Forty one consecutive patients diagnosed at our centre with multiple myeloma either afresh (n=30) or relapsed on a previously different treatment regime (n=11), were studied between Oct2007 to Jul 2009. Diagnosis was based on serum electrophoresis and immunofixation, bone marrow plasmacytosis, and relevant tissue involvement. Patients were staged as per Durie Salmon system, and all our cases were found to be in stage 3 (3A = 34 cases, 3B = 7 cases). Detailed baseline clinical, haematological, and biochemical parameters were recorded. Colour Doppler flow imaging (CDFI) using a Philips 5000 imager of the lower limbs by an experienced radiologist was performed in all patients for DVT. D dimer using immunoturbidometric semi quantitative slide agglutination assay which measures fibrinogen equivalent units which is usually twice the actual D dimer value (<1.0 mcg/ml as normal cut off, 1.0 – 2.5 mcg/ml as indeterminate) was measured in all cases at diagnosis. All patients were started on therapy with Lenalidomide 25 mg a day for 21 consecutive days every month, with dose modification for renal insufficiency as per GFR. Dexamethasone 40 mg a day for first four days was given to all cases. Low dose aspirin 75 mg / d was used as thromboprophylaxis. Patients were followed up monthly with clinical, haematological and biochemical monitoring, specifically looking for any progression of myeloma parameters. Screening for occurrence of DVT was done using CDFI, D dimer, and thorough clinical examination at baseline and at one, three and six months interval from initiation of therapy.

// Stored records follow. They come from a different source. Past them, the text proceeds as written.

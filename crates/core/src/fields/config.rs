//! Printer and label setup fragment (`^PW`, `^LL`, `^LH`, `^PR`, `~SD`,
//! `^PO`, `^CI`).
//!
//! Setup is an explicit fragment like any other: splicing it early in a
//! document states the label geometry once instead of relying on whatever
//! state a previous job left behind.

use super::{FieldError, Fragment, check_range};
use crate::document::MeasurementContext;

/// Label print orientation (`^PO`).
#[derive(Debug, Clone, Copy, Default, PartialEq, Eq)]
pub enum PrintOrientation {
    /// Normal.
    #[default]
    Normal,
    /// Rotated 180°.
    Inverted,
}

impl PrintOrientation {
    fn code(self) -> char {
        match self {
            PrintOrientation::Normal => 'N',
            PrintOrientation::Inverted => 'I',
        }
    }
}

/// A block of printer/label setup commands.
///
/// Only the settings that were explicitly given are emitted; lengths are in
/// the document context's unit.
#[derive(Debug, Clone, Default, PartialEq)]
pub struct PrinterConfig {
    width: Option<f64>,
    length: Option<f64>,
    home: Option<(f64, f64)>,
    print_rate: Option<u32>,
    darkness: Option<u32>,
    orientation: Option<PrintOrientation>,
    encoding: Option<u32>,
}

impl PrinterConfig {
    /// An empty setup block.
    pub fn new() -> Self {
        Self::default()
    }

    /// Print width (`^PW`).
    #[must_use]
    pub fn width(mut self, width: f64) -> Self {
        self.width = Some(width);
        self
    }

    /// Label length (`^LL`).
    #[must_use]
    pub fn length(mut self, length: f64) -> Self {
        self.length = Some(length);
        self
    }

    /// Label home offset (`^LH`).
    #[must_use]
    pub fn home(mut self, x: f64, y: f64) -> Self {
        self.home = Some((x, y));
        self
    }

    /// Print speed in inches per second (`^PR`), 1–14.
    #[must_use]
    pub fn print_rate(mut self, rate: u32) -> Self {
        self.print_rate = Some(rate);
        self
    }

    /// Darkness setting (`~SD`), 0–30.
    #[must_use]
    pub fn darkness(mut self, darkness: u32) -> Self {
        self.darkness = Some(darkness);
        self
    }

    /// Label orientation (`^PO`).
    #[must_use]
    pub fn orientation(mut self, orientation: PrintOrientation) -> Self {
        self.orientation = Some(orientation);
        self
    }

    /// Character-set selection (`^CI`), 0–36.
    #[must_use]
    pub fn encoding(mut self, encoding: u32) -> Self {
        self.encoding = Some(encoding);
        self
    }

    /// Select UTF-8 text handling (`^CI28`).
    #[must_use]
    pub fn utf8(self) -> Self {
        self.encoding(28)
    }
}

impl Fragment for PrinterConfig {
    fn to_zpl(&self, ctx: &MeasurementContext) -> Result<String, FieldError> {
        let mut out = String::new();

        if let Some(width) = self.width {
            let w = ctx.dots(width);
            check_range("print width", i64::from(w), 2, 32000)?;
            out.push_str(&format!("^PW{w}"));
        }
        if let Some(length) = self.length {
            let l = ctx.dots(length);
            check_range("label length", i64::from(l), 1, 32000)?;
            out.push_str(&format!("^LL{l}"));
        }
        if let Some((x, y)) = self.home {
            let hx = ctx.dots(x);
            let hy = ctx.dots(y);
            check_range("home x", i64::from(hx), 0, 32000)?;
            check_range("home y", i64::from(hy), 0, 32000)?;
            out.push_str(&format!("^LH{hx},{hy}"));
        }
        if let Some(rate) = self.print_rate {
            check_range("print rate", i64::from(rate), 1, 14)?;
            out.push_str(&format!("^PR{rate}"));
        }
        if let Some(darkness) = self.darkness {
            check_range("darkness", i64::from(darkness), 0, 30)?;
            // ~SD wants a fixed two-digit value.
            out.push_str(&format!("~SD{darkness:02}"));
        }
        if let Some(orientation) = self.orientation {
            out.push_str("^PO");
            out.push(orientation.code());
        }
        if let Some(encoding) = self.encoding {
            check_range("character set", i64::from(encoding), 0, 36)?;
            out.push_str(&format!("^CI{encoding}"));
        }

        Ok(out)
    }
}
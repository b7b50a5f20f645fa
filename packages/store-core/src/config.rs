//! Store configuration.

use std::path::PathBuf;

/// Configuration for opening a directory-backed [`crate::database::Database`].
#[derive(Debug, Clone)]
pub struct StoreConfig {
    /// Directory scanned for table files when the store opens.
    pub data_dir: PathBuf,
    /// Filename suffix table files carry, without the leading dot.
    pub table_extension: String,
    /// Whether `create_table` may create a new file under `data_dir`, as
    /// opposed to only operating on files that already exist there.
    pub create_if_missing: bool,
}

impl Default for StoreConfig {
    fn default() -> Self {
        Self {
            data_dir: PathBuf::from("./data"),
            table_extension: "jsondb".to_string(),
            create_if_missing: true,
        }
    }
}

impl StoreConfig {
    /// Returns a config rooted at `data_dir` with the other fields defaulted.
    pub fn new(data_dir: impl Into<PathBuf>) -> Self {
        Self {
            data_dir: data_dir.into(),
            ..Self::default()
        }
    }

    /// Path a table named `name` would live at under this config.
    pub fn table_path(&self, name: &str) -> PathBuf {
        self.data_dir.join(format!("{name}.{}", self.table_extension))
    }
}
//! The table registry: a named collection of [`TableEngine`]s with no
//! knowledge of where their streams come from or how they're locked by
//! callers above it.

use std::collections::HashMap;

use crate::engine::TableEngine;
use crate::error::StoreError;
use crate::stream::ByteStream;

/// A registry of tables, keyed by name.
#[derive(Default)]
pub struct Store {
    tables: HashMap<String, TableEngine>,
}

impl std::fmt::Debug for Store {
    fn fmt(&self, f: &mut std::fmt::Formatter<'_>) -> std::fmt::Result {
        f.debug_struct("Store")
            .field("tables", &self.tables.keys().collect::<Vec<_>>())
            .finish()
    }
}

impl Store {
    /// An empty registry.
    pub fn new() -> Self {
        Self {
            tables: HashMap::new(),
        }
    }

    /// Registers a new table backed by `stream`, scanning it to build the
    /// table's offset index.
    pub fn create_table(
        &mut self,
        name: impl Into<String>,
        stream: Box<dyn ByteStream>,
    ) -> Result<(), StoreError> {
        let name = name.into();
        if self.tables.contains_key(&name) {
            return Err(StoreError::TableExists { table: name });
        }
        let engine = TableEngine::open(name.clone(), stream)?;
        tracing::info!(table = %name, "table created");
        self.tables.insert(name, engine);
        Ok(())
    }

    /// Removes and closes the named table.
    pub fn remove_table(&mut self, name: &str) -> Result<(), StoreError> {
        let engine = self
            .tables
            .remove(name)
            .ok_or_else(|| StoreError::NoTable {
                table: name.to_string(),
            })?;
        engine.close()?;
        tracing::info!(table = name, "table removed");
        Ok(())
    }

    /// Whether a table with this name is registered.
    pub fn table_exists(&self, name: &str) -> bool {
        self.tables.contains_key(name)
    }

    /// Names of all registered tables, in unspecified order.
    pub fn table_names(&self) -> Vec<String> {
        self.tables.keys().cloned().collect()
    }

    fn engine(&self, name: &str) -> Result<&TableEngine, StoreError> {
        self.tables.get(name).ok_or_else(|| StoreError::NoTable {
            table: name.to_string(),
        })
    }

    /// Returns a fresh copy of the record `id` in table `table`.
    pub fn read_rec(&self, table: &str, id: u64) -> Result<Vec<u8>, StoreError> {
        self.engine(table)?.read_rec(id)
    }

    /// Inserts a new record `id` into table `table`.
    pub fn insert_rec(&self, table: &str, id: u64, bytes: &[u8]) -> Result<(), StoreError> {
        self.engine(table)?.insert_rec(id, bytes)
    }

    /// Replaces the record `id` in table `table`.
    pub fn update_rec(&self, table: &str, id: u64, bytes: &[u8]) -> Result<(), StoreError> {
        self.engine(table)?.update_rec(id, bytes)
    }

    /// Tombstones the record `id` in table `table`.
    pub fn delete_rec(&self, table: &str, id: u64) -> Result<(), StoreError> {
        self.engine(table)?.delete_rec(id)
    }

    /// The largest id currently live in table `table`, or 0 if empty.
    pub fn get_last_id(&self, table: &str) -> Result<u64, StoreError> {
        self.engine(table)?.last_id()
    }

    /// All ids currently live in table `table`, in unspecified order.
    pub fn ids(&self, table: &str) -> Result<Vec<u64>, StoreError> {
        self.engine(table)?.ids()
    }

    /// Closes every registered table and empties the registry.
    pub fn close(&mut self) -> Result<(), StoreError> {
        for (name, engine) in self.tables.iter() {
            if let Err(e) = engine.close() {
                tracing::error!(table = %name, error = %e, "failed to close table");
                return Err(e);
            }
        }
        self.tables.clear();
        Ok(())
    }
}
//! Core storage engine for a newline-delimited JSON record store.
//!
//! A table is a flat file of JSON objects, one per line, each line a
//! "slot" terminated by a newline. Updates and deletes never shift other
//! records: a shrinking update pads its old slot with dummy filler bytes
//! instead of rewriting the rest of the file, and a delete turns the slot
//! into a tombstone the same way. Inserts and grown updates reuse the
//! first tombstone slot large enough to hold them before falling back to
//! appending at end-of-file.
//!
//! [`engine::TableEngine`] implements that algorithm over one
//! [`stream::ByteStream`]. [`store::Store`] is a named registry of engines.
//! [`database::Database`] is the directory-backed facade most callers want:
//! it owns table files under a directory, auto-assigns ids, and supports
//! compaction.

pub mod config;
pub mod database;
pub mod engine;
pub mod error;
mod persistence;
pub mod store;
pub mod stream;

pub use config::StoreConfig;
pub use database::Database;
pub use engine::TableEngine;
pub use error::StoreError;
pub use store::Store;
pub use stream::{ByteStream, FileStream, MemStream};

We report an overall response of 95% (nCR + CR : 30%) in newly diagnosed cases of multiple myeloma and 81.8% (nCR + CR : 36%) in patients with thalidomide failure / intolerant group. The primary toxic effect of lenalidomide was haematological and was manageable with dose adjustment of lenalidomide and supportive care. D dimer levels were found to be in the range of 0.5 to 2.4 mcg/ml (mean = 1.46 mcg/ml). On detailed follow up for upto six months there was no episode of venous thromboembolism recorded in any of the patients. All patients were asymptomatic for DVT and CDFI of lower limbs was normal at all points of examination in all patients of myeloma, newly diagnosed or relapsed.

Lenalidomide – Dexamethasone therapy is a highly effective regime for treatment of newly diagnosed and relapsed myeloma patients. In our cohort of both relapsed and fresh cases (n=41), on thromboprophylaxis with 75 mg asprin, not a single case of DVT was documented, proving its safety profile for venous thromboembolism. Larger trials would however be required to ascertain the exact risk of thromboembolism in patients of myeloma taking this treatment regime.

No relevant conflicts of interest to declare.